[Dataset entries]
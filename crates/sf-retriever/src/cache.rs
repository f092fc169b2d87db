//! Generic per-owner memo.

use std::collections::BTreeMap;

/// Anything a retriever caches: identified by its fully-qualified name.
pub trait Component {
    fn full_name(&self) -> &str;
}

/// Components memoized per owning object.
///
/// Entries are written once per owner and never invalidated; a run's view of
/// the org is frozen at first read. `crawled` records that a full crawl has
/// completed, independently of which owners were filled by targeted lookups.
#[derive(Debug, Clone)]
pub struct RetrieverCache<T> {
    entries: BTreeMap<String, Vec<T>>,
    crawled: bool,
}

impl<T> Default for RetrieverCache<T> {
    fn default() -> Self {
        Self {
            entries: BTreeMap::new(),
            crawled: false,
        }
    }
}

impl<T: Component + Clone> RetrieverCache<T> {
    pub fn new() -> Self {
        Self::default()
    }

    pub fn get(&self, owner: &str) -> Option<&[T]> {
        self.entries.get(owner).map(Vec::as_slice)
    }

    pub fn contains_owner(&self, owner: &str) -> bool {
        self.entries.contains_key(owner)
    }

    /// Store an owner's components. An owner already present keeps its
    /// first entry.
    pub fn insert(&mut self, owner: impl Into<String>, items: Vec<T>) {
        self.entries.entry(owner.into()).or_insert(items);
    }

    /// Look up one component of an owner by full name.
    pub fn find(&self, owner: &str, full_name: &str) -> Option<&T> {
        self.get(owner)?
            .iter()
            .find(|item| item.full_name() == full_name)
    }

    /// Every cached component, owners in name order.
    pub fn all(&self) -> Vec<T> {
        self.entries.values().flatten().cloned().collect()
    }

    pub fn owners(&self) -> impl Iterator<Item = &str> {
        self.entries.keys().map(String::as_str)
    }

    pub fn mark_crawled(&mut self) {
        self.crawled = true;
    }

    pub fn is_crawled(&self) -> bool {
        self.crawled
    }
}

§ **ASSIGNMENT**
Recopy all the entries faithfully, leaving none out.

§ **SOLUTION FOR THIS EXERCISE**
filename crates/sf-retriever/src/cache.rs
repository f092fc169b2d87db
//! Generic per-owner memo.

use std::collections::BTreeMap;

/// Anything a retriever caches: identified by its fully-qualified name.
pub trait Component {
    fn full_name(&self) -> &str;
}

/// Components memoized per owning object.
///
/// Entries are written once per owner and never invalidated; a run's view of
/// the org is frozen at first read. `crawled` records that a full crawl has
/// completed, independently of which owners were filled by targeted lookups.
#[derive(Debug, Clone)]
pub struct RetrieverCache<T> {
    entries: BTreeMap<String, Vec<T>>,
    crawled: bool,
}

impl<T> Default for RetrieverCache<T> {
    fn default() -> Self {
        Self {
            entries: BTreeMap::new(),
            crawled: false,
        }
    }
}

impl<T: Component + Clone> RetrieverCache<T> {
    pub fn new() -> Self {
        Self::default()
    }

    pub fn get(&self, owner: &str) -> Option<&[T]> {
        self.entries.get(owner).map(Vec::as_slice)
    }

    pub fn contains_owner(&self, owner: &str) -> bool {
        self.entries.contains_key(owner)
    }

    /// Store an owner's components. An owner already present keeps its
    /// first entry.
    pub fn insert(&mut self, owner: impl Into<String>, items: Vec<T>) {
        self.entries.entry(owner.into()).or_insert(items);
    }

    /// Look up one component of an owner by full name.
    pub fn find(&self, owner: &str, full_name: &str) -> Option<&T> {
        self.get(owner)?
            .iter()
            .find(|item| item.full_name() == full_name)
    }

    /// Every cached component, owners in name order.
    pub fn all(&self) -> Vec<T> {
        self.entries.values().flatten().cloned().collect()
    }

    pub fn owners(&self) -> impl Iterator<Item = &str> {
        self.entries.keys().map(String::as_str)
    }

    pub fn mark_crawled(&mut self) {
        self.crawled = true;
    }

    pub fn is_crawled(&self) -> bool {
        self.crawled
    }
}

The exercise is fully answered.